Assis é o destino mais visitado da Úmbria, e em abril tem um significado especial para quem vai durante a Páscoa — a cidade de São Francisco recebe peregrinos do mundo inteiro durante a Semana Santa, com procissões e cerimônias noturnas que têm uma atmosfera completamente diferente do turismo convencional. Quem não tem interesse religioso mas aprecia história e arquitetura medieval encontra na Basílica de São Francisco — com os famosos afrescos de Giotto — uma das obras de arte mais importantes do mundo.

Spello, a poucos quilômetros de Assis, é um vilarejo que em maio tem a famosa Infiorata — tapetes de flores nas ruas — mas que em abril já está com os jardins e varandas floridos, num estado de beleza tranquila que merece mais atenção do que costuma receber.

Orvieto, na borda de um rochedo de tufo sobre o vale do Rio Paglia, tem uma catedral com fachada de mosaicos dourados que é um dos monumentos mais extraordinários da Itália central. A visita em abril, com o vale verde ao redor e o clima ameno, é perfeita.


9. Veneza

Veneza em agosto é uma das experiências mais desconfortáveis do turismo europeu: calor sufocante, cheiro de canal, multidões em pontes tão densas que caminhar no sentido contrário do fluxo é virtualmente impossível. Em abril, Veneza é outra cidade.

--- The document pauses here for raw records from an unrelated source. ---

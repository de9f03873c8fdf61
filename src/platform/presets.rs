use super::{
    Colors, Features, FontWeights, Gradient, Layout, Margins, Padding, PlatformExtras, PlatformId,
    StyleDescriptor, TimestampFormat, Typography,
};

const SYSTEM_FONTS: &str =
    "-apple-system, BlinkMacSystemFont, 'Segoe UI', Roboto, Helvetica, Arial, sans-serif";

fn s(v: &str) -> String {
    v.to_string()
}

fn gradient(from: &str, to: &str) -> Option<Gradient> {
    Some(Gradient {
        from: s(from),
        to: s(to),
    })
}

fn weights(bold: &str) -> FontWeights {
    FontWeights {
        normal: s("400"),
        medium: s("500"),
        bold: s(bold),
    }
}

fn typography(font_family: &str, sizes: [&str; 3], bold: &str) -> Typography {
    let [message, name, timestamp] = sizes;
    Typography {
        font_family: s(font_family),
        message_size: s(message),
        name_size: s(name),
        timestamp_size: s(timestamp),
        font_weight: weights(bold),
    }
}

fn features(flags: [bool; 4], timestamp_format: TimestampFormat) -> Features {
    let [status, typing, online, reactions] = flags;
    Features {
        has_status_indicators: status,
        has_typing_indicator: typing,
        has_online_status: online,
        has_message_reactions: reactions,
        timestamp_format,
    }
}

fn descriptor(
    id: PlatformId,
    display_name: &str,
    colors: Colors,
    typography: Typography,
    layout: Layout,
    features: Features,
    extras: PlatformExtras,
) -> StyleDescriptor {
    StyleDescriptor {
        id,
        name: s(id.as_str()),
        display_name: s(display_name),
        colors,
        typography,
        layout,
        features,
        extras,
    }
}

pub(super) fn instagram() -> StyleDescriptor {
    descriptor(
        PlatformId::Instagram,
        "Instagram",
        Colors {
            primary: s("#E4405F"),
            secondary: s("#833AB4"),
            background: s("#FFFFFF"),
            user_bubble: s("#E4405F"),
            contact_bubble: s("#EFEFEF"),
            text: s("#262626"),
            text_secondary: s("#8E8E8E"),
            accent: Some(s("#F77737")),
            gradient: gradient("#833AB4", "#E4405F"),
        },
        typography(SYSTEM_FONTS, ["14px", "14px", "11px"], "600"),
        Layout {
            bubble_radius: s("18px"),
            spacing: s("8px"),
            avatar_size: s("24px"),
            max_bubble_width: s("236px"),
            padding: Padding {
                message: s("8px 12px"),
                container: s("16px"),
            },
            margins: Margins {
                message: s("2px 0"),
                timestamp: s("8px 0"),
            },
        },
        features([true, true, true, true], TimestampFormat::TwelveHour),
        PlatformExtras::Instagram {
            has_story_ring: true,
            has_verified_badge: true,
        },
    )
}

pub(super) fn twitter() -> StyleDescriptor {
    descriptor(
        PlatformId::Twitter,
        "Twitter",
        Colors {
            primary: s("#1DA1F2"),
            secondary: s("#14171A"),
            background: s("#FFFFFF"),
            user_bubble: s("#1DA1F2"),
            contact_bubble: s("#F7F9FA"),
            text: s("#14171A"),
            text_secondary: s("#657786"),
            accent: Some(s("#1DA1F2")),
            gradient: None,
        },
        typography(SYSTEM_FONTS, ["15px", "15px", "13px"], "700"),
        Layout {
            bubble_radius: s("16px"),
            spacing: s("12px"),
            avatar_size: s("32px"),
            max_bubble_width: s("320px"),
            padding: Padding {
                message: s("12px 16px"),
                container: s("16px"),
            },
            margins: Margins {
                message: s("4px 0"),
                timestamp: s("8px 0"),
            },
        },
        features([true, false, false, true], TimestampFormat::TwelveHour),
        PlatformExtras::Twitter {
            has_verified_badge: true,
            has_encryption: true,
        },
    )
}

pub(super) fn whatsapp() -> StyleDescriptor {
    descriptor(
        PlatformId::WhatsApp,
        "WhatsApp",
        Colors {
            primary: s("#25D366"),
            secondary: s("#128C7E"),
            background: s("#E5DDD5"),
            user_bubble: s("#DCF8C6"),
            contact_bubble: s("#FFFFFF"),
            text: s("#303030"),
            text_secondary: s("#667781"),
            accent: Some(s("#25D366")),
            gradient: None,
        },
        typography(SYSTEM_FONTS, ["14px", "16px", "11px"], "500"),
        Layout {
            bubble_radius: s("7.5px"),
            spacing: s("2px"),
            avatar_size: s("40px"),
            max_bubble_width: s("65%"),
            padding: Padding {
                message: s("6px 7px 8px 9px"),
                container: s("12px"),
            },
            margins: Margins {
                message: s("1px 0"),
                timestamp: s("4px 0"),
            },
        },
        features([true, true, true, false], TimestampFormat::TwentyFourHour),
        PlatformExtras::WhatsApp {
            has_delivery_status: true,
            has_last_seen: true,
        },
    )
}

pub(super) fn facebook() -> StyleDescriptor {
    descriptor(
        PlatformId::Facebook,
        "Facebook Messenger",
        Colors {
            primary: s("#0084FF"),
            secondary: s("#4267B2"),
            background: s("#FFFFFF"),
            user_bubble: s("#0084FF"),
            contact_bubble: s("#F1F1F1"),
            text: s("#1C1E21"),
            text_secondary: s("#65676B"),
            accent: Some(s("#0084FF")),
            gradient: gradient("#0084FF", "#44BDF6"),
        },
        typography("Helvetica, Arial, sans-serif", ["15px", "13px", "12px"], "600"),
        Layout {
            bubble_radius: s("18px"),
            spacing: s("2px"),
            avatar_size: s("28px"),
            max_bubble_width: s("236px"),
            padding: Padding {
                message: s("8px 12px"),
                container: s("16px"),
            },
            margins: Margins {
                message: s("2px 0"),
                timestamp: s("8px 0"),
            },
        },
        features([true, true, true, true], TimestampFormat::TwelveHour),
        PlatformExtras::Facebook {
            has_active_status: true,
        },
    )
}

pub(super) fn tinder() -> StyleDescriptor {
    descriptor(
        PlatformId::Tinder,
        "Tinder",
        Colors {
            primary: s("#FD5068"),
            secondary: s("#FF4458"),
            background: s("#FFFFFF"),
            user_bubble: s("#FD5068"),
            contact_bubble: s("#F5F5F5"),
            text: s("#424242"),
            text_secondary: s("#999999"),
            accent: Some(s("#FF4458")),
            gradient: gradient("#FD5068", "#FF4458"),
        },
        typography(SYSTEM_FONTS, ["16px", "18px", "12px"], "600"),
        Layout {
            bubble_radius: s("20px"),
            spacing: s("8px"),
            avatar_size: s("40px"),
            max_bubble_width: s("280px"),
            padding: Padding {
                message: s("12px 16px"),
                container: s("20px"),
            },
            margins: Margins {
                message: s("4px 0"),
                timestamp: s("12px 0"),
            },
        },
        features([false, true, false, false], TimestampFormat::TwelveHour),
        PlatformExtras::Tinder {
            has_match_info: true,
            has_gif_support: true,
        },
    )
}

pub(super) fn linkedin() -> StyleDescriptor {
    descriptor(
        PlatformId::LinkedIn,
        "LinkedIn",
        Colors {
            primary: s("#0A66C2"),
            secondary: s("#004182"),
            background: s("#FFFFFF"),
            user_bubble: s("#0A66C2"),
            contact_bubble: s("#F3F2EF"),
            text: s("#000000"),
            text_secondary: s("#666666"),
            accent: Some(s("#057642")),
            gradient: gradient("#0A66C2", "#004182"),
        },
        typography(SYSTEM_FONTS, ["14px", "16px", "11px"], "600"),
        Layout {
            bubble_radius: s("16px"),
            spacing: s("8px"),
            avatar_size: s("40px"),
            max_bubble_width: s("320px"),
            padding: Padding {
                message: s("10px 14px"),
                container: s("16px"),
            },
            margins: Margins {
                message: s("2px 0"),
                timestamp: s("8px 0"),
            },
        },
        features([false, true, true, false], TimestampFormat::TwelveHour),
        PlatformExtras::LinkedIn {
            has_professional_info: true,
            has_connection_status: true,
        },
    )
}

As temperaturas ficam amenas, os vaporetti têm espaço, as ruelas do Cannaregio e do Dorsoduro — bairros mais afastados do ponto turístico central de San Marco — têm calma suficiente para você se perder de propósito e encontrar coisas que não estão em nenhum roteiro. O Mercado de Rialto em abril, com os primeiros vegetais da primavera vêneta nas bancas, é uma experiência gastronômica e sensorial que o verão saturado de turistas dificulta.

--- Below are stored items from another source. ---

impl ComputedStyle {
    /// Cascade UA defaults, stylesheet rules and the inline style, then fill
    /// inherited properties from `parent`.
    pub fn resolve(
        tag: &str,
        id: Option<&str>,
        classes: &[String],
        inline: &InlineStyle,
        sheet: &Stylesheet,
        parent: Option<&ComputedStyle>,
    ) -> Self {
        let mut values = HashMap::new();
        let display = if NON_RENDERED.contains(&tag) { "none" } else { "block" };
        values.insert("display".to_string(), display.to_string());

        for rule in sheet.matching(tag, id, classes) {
            for (k, v) in &rule.declarations {
                values.insert(k.clone(), v.clone());
            }
        }
        for (k, v) in inline.iter() {
            values.insert(k.to_string(), v.to_string());
        }
        // UA sheet wins over author display for elements that never render
        if NON_RENDERED.contains(&tag) {
            values.insert("display".to_string(), "none".to_string());
        }

        if let Some(parent) = parent {
            for prop in INHERITED {
                let inherit = match values.get(*prop) {
                    None => true,
                    Some(v) => v == "inherit",
                };
                if inherit {
                    if let Some(pv) = parent.get(prop) {
                        values.insert(prop.to_string(), pv.to_string());
                    }
                }
            }
        }
        ComputedStyle { values }
    }

    pub fn get(&self, property: &str) -> Option<&str> {
        self.values.get(property).map(String::as_str)
    }

    pub fn display(&self) -> &str {
        self.get("display").unwrap_or("block")
    }

    pub fn visibility(&self) -> &str {
        self.get("visibility").unwrap_or("visible")
    }

    pub fn opacity(&self) -> f32 {
        self.get("opacity")
            .and_then(|v| v.trim().parse::<f32>().ok())
            .map(|o| o.clamp(0.0, 1.0))
            .unwrap_or(1.0)
    }

    pub fn is_hidden(&self) -> bool {
        self.display() == "none" || self.visibility() == "hidden" || self.opacity() <= 0.0
    }

    /// Length in CSS px for `px` or unitless values.
    pub fn length(&self, property: &str) -> Option<f32> {
        self.get(property).and_then(parse_length)
    }

    /// Length resolved against `basis` for percentages.
    pub fn length_or_percent(&self, property: &str, basis: f32) -> Option<f32> {
        let raw = self.get(property)?.trim();
        match raw.strip_suffix('%') {
            Some(pct) => pct.trim().parse::<f32>().ok().map(|p| basis * p / 100.0),
            None => parse_length(raw),
        }
    }

    pub fn color(&self, property: &str) -> Option<Rgba> {
        self.get(property).and_then(Rgba::parse)
    }

    /// Box edges from a shorthand (`padding: 8px 12px`) plus longhands.
    pub fn edges(&self, property: &str) -> Edges {
        let mut edges = self
            .get(property)
            .map(Edges::parse_shorthand)
            .unwrap_or_default();
        let sides = ["top", "right", "bottom", "left"];
        for side in sides {
            if let Some(v) = self.length(&format!("{}-{}", property, side)) {
                match side {
                    "top" => edges.top = v,
                    "right" => edges.right = v,
                    "bottom" => edges.bottom = v,
                    _ => edges.left = v,
                }
            }
        }
        edges
    }

    /// Border width from `border`/`border-width` (uniform borders only).
    pub fn border_width(&self) -> f32 {
        if let Some(w) = self.length("border-width") {
            return w;
        }
        self.get("border")
            .and_then(|b| b.split_whitespace().find_map(parse_length))
            .unwrap_or(0.0)
    }

    pub fn border_color(&self) -> Option<Rgba> {
        if let Some(c) = self.color("border-color") {
            return Some(c);
        }
        self.get("border")
            .and_then(|b| b.split_whitespace().find_map(Rgba::parse))
    }
}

Um detalhe que vale mencionar: em anos de alta maré — o fenômeno do acqua alta — abril ocasionalmente ainda tem episódios de inundação no centro histórico. São raros nessa época, mas é bom verificar as previsões ao planejar a visita.


10. Bolonha e a Emília-Romanha

Bolonha é o destino italiano que mais surpreende quem chega sem grandes expectativas. A cidade não tem a fama de Roma ou Florença, não tem canal como Veneza, não tem ruínas gregas como a Sicília. O que tem é: a universidade mais antiga do mundo em funcionamento contínuo (fundada em 1088), uma gastronomia que influenciou a cozinha italiana inteira — o ragù bolonhês, a mortadela, o parmesão, o vinagre balsâmico de Modena são todos desta região — e um sistema de arcadas cobertas com mais de 40 quilômetros de extensão que faz com que se possa caminhar pela cidade inteira sem se molhar na chuva.

Em abril, Bolonha tem um movimento universitário vibrante — o semestre está em pleno andamento — e um calendário cultural denso. Os mercados locais, as enotecas com Sangiovese da região, os restaurantes que servem as receitas mais honestas da culinária italiana sem adaptação para turistas. É uma cidade que recompensa quem chega com curiosidade e sem pressa.

A região ao redor completa o quadro: Módena com a Catedral UNESCO e a casa natal de Enzo Ferrari, Parma com o presunto e o queijo Parmigiano-Reggiano, Ferrara com a sua cidade medieval perfeitamente preservada. Abril é ideal para tudo isso — clima agradável, turismo em nível razoável, e a Emília-Romanha no início da sua melhor estação.

Abril devolve a Itália ao viajante de um jeito que outros meses não conseguem. Não porque o país esteja vazio — está longe disso — mas porque o equilíbrio entre o que a estação oferece e o que o turismo ainda não tomou conta é, nesse mês, praticamente perfeito. Quem conhece a Itália só no verão está vendo metade do país.